Quels sont les événements qui vous ont le plus marqué pendant les deux mandats ?

Ce qui m’a vraiment marqué de façon négative, c’est la disparition ou l’enlèvement de certains citoyens qu’on n’a plus jamais retrouvé. Deuxième élément sur ce chapitre, c’est l’organisation par un groupe de la captation des ressources financières, la destruction de l’économie et des foyers. Je veux parler de l’affaire ICC-services. Il y a également tant d’autres scandales qui ont été couverts par les régimes successifs. Je ne veux pas parler de la lutte contre la corruption.
Le point culminant de la violation des libertés est à la suite de l’attentat avorté contre la personne du président de l’ONG Alcrer, Martin Assogba. Nous avons estimé que c’était un abus. A la suite d’une assemblée générale nous avons décidé de faire une marche pacifique de protestation. Le préfet d’alors a fait débarquer une horde de policiers et de gendarmes armés jusqu’aux dents. C’était le 27 décembre 2013 où on a utilisé des armes comme des gaz lacrymogènes qu’on a lancées sur les personnes physiques des travailleurs qui ont été vraiment blessés. Je retiens aussi que j’ai opéré dans un milieu vraiment ingrat. Vous n’êtes bien avec les travailleurs, encore moins avec les employeurs. Beaucoup de suspicions qui rendent la tâche difficile.

Quels sont ces genres de suspicions ?

Parlant de suspicions, il y en a beaucoup. Il y a des politiciens qui suscitent ça. Il y a des moments extrêmement difficiles. Mais comme on est nanti d’un mandat et comme on sait qu’il prendra fin un jour, on s’est résolu à ne pas décevoir les travailleurs.
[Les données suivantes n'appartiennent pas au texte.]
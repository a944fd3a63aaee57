//! rune-exec - debugging surface of the Rune executor
//!
//! Also serves as the `get-user-info` helper that Windows build steps run
//! inside the image to map an account name to its SID.

use anyhow::Context;
use clap::{Parser, Subcommand};
use rune_executor::config::ExecutorConfig;
use rune_executor::executor::{NetworkNamespace, RunRequest, SecurityMode};
use rune_executor::identity::{lookup_user, IdentityRecord};
use rune_executor::mount::MountSet;
use rune_executor::network::HostNetworkFiles;
use rune_executor::platform::{Platform, SpecContext, UnixPlatform};
use rune_executor::release::ReleaseChain;
use std::path::{Path, PathBuf};
use tracing_subscriber::EnvFilter;

/// Rune executor tools
#[derive(Parser)]
#[command(name = "rune-exec")]
#[command(author = "Evoker Industries")]
#[command(version)]
#[command(about = "Inspect how Rune runs build steps", long_about = None)]
struct Cli {
    /// Enable debug logging
    #[arg(short, long, global = true)]
    debug: bool,

    /// Executor configuration file (JSON or YAML)
    #[arg(short, long, global = true)]
    config: Option<PathBuf>,

    #[command(subcommand)]
    command: Commands,
}

#[derive(Subcommand)]
enum Commands {
    /// Resolve a user against the image database of a root filesystem
    ResolveUser {
        /// Root filesystem of the image
        #[arg(long)]
        rootfs: PathBuf,
        /// User reference (name, uid or uid:gid)
        #[arg(short, long, default_value = "")]
        user: String,
    },

    /// Print the spec a build step would run with
    Spec {
        /// Root filesystem of the image
        #[arg(long)]
        rootfs: PathBuf,
        /// User reference
        #[arg(short, long, default_value = "")]
        user: String,
        /// Working directory
        #[arg(short, long, default_value = "/")]
        workdir: String,
        /// Environment variable (KEY=VALUE)
        #[arg(short, long)]
        env: Vec<String>,
        /// Hostname of the container
        #[arg(long, default_value = "")]
        hostname: String,
        /// Allocate a terminal
        #[arg(short, long)]
        tty: bool,
        /// Mount the root filesystem read-only
        #[arg(long)]
        readonly: bool,
        /// Run with every capability
        #[arg(long)]
        insecure: bool,
        /// Share the host network namespace
        #[arg(long)]
        host_network: bool,
        /// Command to run
        #[arg(trailing_var_arg = true)]
        command: Vec<String>,
    },

    /// Print the identity record of an account of the running system
    #[command(name = "get-user-info")]
    GetUserInfo {
        /// Account name
        name: String,
    },
}

fn load_config(path: Option<&Path>) -> anyhow::Result<ExecutorConfig> {
    match path {
        Some(path) => ExecutorConfig::load(path).with_context(|| format!("loading {}", path.display())),
        None => Ok(ExecutorConfig::default()),
    }
}

#[cfg(windows)]
fn user_info(name: &str) -> rune_executor::Result<IdentityRecord> {
    use rune_executor::identity::{builtin_windows_identity, lookup_account_sid, ResolvedIdentity};

    let identity = match builtin_windows_identity(name) {
        Some(identity) => identity,
        None => ResolvedIdentity::sid(&lookup_account_sid(name)?, name),
    };
    Ok(IdentityRecord::from(&identity))
}

#[cfg(not(windows))]
fn user_info(name: &str) -> rune_executor::Result<IdentityRecord> {
    let identity = lookup_user(Path::new("/"), name)?;
    Ok(IdentityRecord::from(&identity))
}

fn print_spec(config: &ExecutorConfig, rootfs: &Path, request: &RunRequest) -> anyhow::Result<()> {
    let identity = lookup_user(rootfs, &request.user)
        .with_context(|| format!("resolving user {:?}", request.user))?;
    let network = HostNetworkFiles::new(config.net_dir(), config.host_resolv_conf.clone());
    let mounts = MountSet::default();

    let ctx = SpecContext {
        id: "inspect",
        request,
        identity: &identity,
        mounts: &mounts,
        config,
        network: &network,
    };
    let mut chain = ReleaseChain::new();
    let spec = UnixPlatform.build_spec(&ctx, &mut chain)?;
    println!("{}", serde_json::to_string_pretty(&spec)?);

    chain.release_all();
    Ok(())
}

#[tokio::main]
async fn main() -> anyhow::Result<()> {
    let cli = Cli::parse();

    // The helper's stdout is parsed by the host, so logs go to stderr
    let filter = if cli.debug {
        EnvFilter::new("debug")
    } else {
        EnvFilter::try_from_default_env().unwrap_or_else(|_| EnvFilter::new("warn"))
    };
    tracing_subscriber::fmt()
        .with_env_filter(filter)
        .with_writer(std::io::stderr)
        .init();

    match cli.command {
        Commands::ResolveUser { rootfs, user } => {
            let identity = lookup_user(&rootfs, &user)?;
            println!("{}", serde_json::to_string_pretty(&identity)?);
        }

        Commands::Spec {
            rootfs,
            user,
            workdir,
            env,
            hostname,
            tty,
            readonly,
            insecure,
            host_network,
            command,
        } => {
            let config = load_config(cli.config.as_deref())?;

            let mut request = RunRequest::new(command)
                .user(&user)
                .cwd(&workdir)
                .hostname(&hostname)
                .tty(tty)
                .readonly_rootfs(readonly);
            for entry in env {
                let (key, value) = entry.split_once('=').unwrap_or((entry.as_str(), ""));
                request = request.env(key, value);
            }
            if insecure {
                request = request.security_mode(SecurityMode::Insecure);
            }
            if host_network {
                request = request.network(NetworkNamespace::Host);
            }

            print_spec(&config, &rootfs, &request)?;
        }

        Commands::GetUserInfo { name } => {
            let record = user_info(&name).with_context(|| format!("getting user info for {}", name))?;
            println!("{}", serde_json::to_string(&record)?);
        }
    }

    Ok(())
}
Parce que si on démissionne, on peut se livrer à des spéculations. Nous sommes dans un pays où l’argent est roi. On pense que toutes les relations sont basées sur l’argent. On pense que sans argent, celui qui est commis à une tâche ne peut pas le faire convenablement.

Vous partez avec toutes ces expériences. Quels conseils avez-vous à l’endroit de la relève ?
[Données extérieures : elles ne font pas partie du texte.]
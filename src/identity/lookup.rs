//! In-container identity lookup
//!
//! A Windows account name can only be mapped to its SID by code running
//! inside a container of that image. The host runs the `get-user-info`
//! helper as `ContainerAdministrator` against the same root mount and reads
//! a single JSON record back from the helper's standard output.

use super::{ResolvedIdentity, CONTAINER_ADMINISTRATOR};
use crate::error::{ExecutorError, Result};
use crate::executor::{CaptureBuffer, ProcessInfo, RunRequest};
use crate::mount::Mountable;
use crate::release::ReleaseChain;
use async_trait::async_trait;
use serde::{Deserialize, Serialize};
use std::sync::Arc;
use tokio_util::sync::CancellationToken;

/// Helper subcommand executed inside the container
pub const GET_USER_INFO_COMMAND: &str = "get-user-info";

/// Record printed by the helper.
///
/// The record has no version field; unknown keys are ignored and a missing
/// SID is treated as malformed.
#[derive(Debug, Clone, Default, PartialEq, Eq, Serialize, Deserialize)]
pub struct IdentityRecord {
    #[serde(rename = "UID", default)]
    pub uid: u32,
    #[serde(rename = "GID", default)]
    pub gid: u32,
    #[serde(rename = "SID", default)]
    pub sid: String,
}

impl IdentityRecord {
    /// Decode helper output
    pub fn decode(data: &[u8]) -> Result<Self> {
        if data.iter().all(u8::is_ascii_whitespace) {
            return Err(ExecutorError::MalformedIdentityResponse {
                message: "helper produced no output".to_string(),
                source: None,
            });
        }
        serde_json::from_slice(data).map_err(|e| ExecutorError::MalformedIdentityResponse {
            message: "reading user info".to_string(),
            source: Some(e),
        })
    }

    /// Convert to an identity for the account `name`
    pub fn into_identity(self, name: &str) -> ResolvedIdentity {
        if self.sid.is_empty() {
            ResolvedIdentity::numeric(self.uid, self.gid)
        } else {
            ResolvedIdentity::Sid {
                sid: self.sid,
                name: name.to_string(),
            }
        }
    }
}

impl From<&ResolvedIdentity> for IdentityRecord {
    fn from(identity: &ResolvedIdentity) -> Self {
        match identity {
            ResolvedIdentity::Numeric { uid, gid, .. } => IdentityRecord {
                uid: *uid,
                gid: *gid,
                sid: String::new(),
            },
            ResolvedIdentity::Sid { sid, .. } => IdentityRecord {
                sid: sid.clone(),
                ..Default::default()
            },
        }
    }
}

/// Narrow execution path used for helper processes.
///
/// Implementations run `process` against `root` without acquiring a new
/// mount. On cancellation they stop the helper before returning
/// [`ExecutorError::Cancelled`]. The process always runs as `ContainerAdministrator`, which resolves
/// without a lookup, so a helper run never triggers another helper run.
#[async_trait]
pub trait HelperRunner: Send + Sync {
    async fn run_helper(
        &self,
        root: Arc<dyn Mountable>,
        process: ProcessInfo,
        cancel: &CancellationToken,
    ) -> Result<()>;
}

/// Build the helper process for looking up `user`
pub fn helper_process(user: &str, stdout: CaptureBuffer, stderr: CaptureBuffer) -> ProcessInfo {
    let request = RunRequest::new(vec![GET_USER_INFO_COMMAND.to_string(), user.to_string()])
        .user(CONTAINER_ADMINISTRATOR)
        .cwd("/");

    ProcessInfo::new(request)
        .stdout(Box::new(stdout))
        .stderr(Box::new(stderr))
}

/// Resolve `user` to a SID by running the helper inside `root`
pub async fn resolve_in_container(
    runner: &dyn HelperRunner,
    root: Arc<dyn Mountable>,
    user: &str,
    cancel: &CancellationToken,
) -> Result<ResolvedIdentity> {
    let mut chain = ReleaseChain::new();
    let (mounts, release) = root
        .mount()
        .map_err(|e| ExecutorError::mount("getting root mounts", e))?;
    chain.acquire_boxed("helper root mount", release);

    if mounts.len() != 1 {
        return Err(ExecutorError::UnsupportedMountTopology(mounts.len()));
    }

    let stdout = CaptureBuffer::new();
    let stderr = CaptureBuffer::new();
    let process = helper_process(user, stdout.clone(), stderr.clone());

    tracing::debug!(user = %user, "resolving user inside container");
    let outcome = runner.run_helper(Arc::clone(&root), process, cancel).await;
    chain.release_all();

    if let Err(e) = outcome {
        if e.is_cancelled() {
            return Err(e);
        }
        let stderr = String::from_utf8_lossy(&stderr.contents()).trim().to_string();
        if !stderr.is_empty() {
            tracing::warn!(user = %user, stderr = %stderr, "user lookup helper failed");
        }
        return Err(ExecutorError::IdentityResolutionFailed {
            user: user.to_string(),
            source: Box::new(e),
        });
    }

    let record = IdentityRecord::decode(&stdout.contents())?;
    if record.sid.is_empty() {
        return Err(ExecutorError::MalformedIdentityResponse {
            message: format!("response for {} carries no SID", user),
            source: None,
        });
    }

    let identity = record.into_identity(user);
    tracing::debug!(user = %user, identity = ?identity, "resolved user inside container");
    Ok(identity)
}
La première chose que je dois apprendre à ceux qui doivent prendre le flambeau, c’est l’humilité, le respect des engagements, le respect de soi-même et le respect de l’interlocuteur. Le syndicat n’est pas une épée de Damoclès qu’il faut suspendre à la tête de l’employeur pour l’effrayer. Il faut respecter certains principes cardinaux. Il faut respecter des règles qui régissent le mouvement syndical. Lorsqu’on est en conflit ouvert avec l’employeur, il y a des étapes. Il y a la négociation, le sit-in, les meetings, les marches de protestations, la grève qui n’est que l’ultime étape. Un syndicaliste ne doit pas se mettre en grève pour un oui ou un non. Il doit pouvoir contrôler ses sens et éviter le folklore. Ce n’est pas forcément celui qui parle beaucoup qui est le meilleur syndicaliste. Il faut raisonner. Le syndicalisme ne doit pas être un effet de hasard. Ce n’est pas une affaire des aventuriers, ce n’est pas une affaire d’ambition personnelle inassouvie mais plutôt une mission patriotique. Je pense que les anciens constituent des bibliothèques sur le plan syndical.

Avez-vous un mot à l’endroit des travailleurs?

C’est à l’endroit de ceux qui pensaient qu’on est ici pour l’éternité. Ils viennent de constater que non. C’est au niveau des partis politiques que les gens ne veulent pas partir.
En effet, quand on prend ces partis politiques, il y a des gens plus âgés que nous mais qui les dirigent. Mais cela ne heurte aucune conscience comme c’est les oiseaux du même plumage. Je veux juste dire que le départ de Dieudonné Lokossou n’arrête pas le combat. Les gens vont continuer par défendre les intérêts du peuple et des travailleurs. Et je serai toujours à leurs côtés.
Quand il y a guerre, on sollicite toujours les anciens combattants. Si je suis sollicité, je répondrai. Mais ce ne sera pas pour prendre les armes de la main de ceux qui sont là. Il faut qu’il y ait une autonomie d’action. Sinon c’est comme si on n’est pas parti?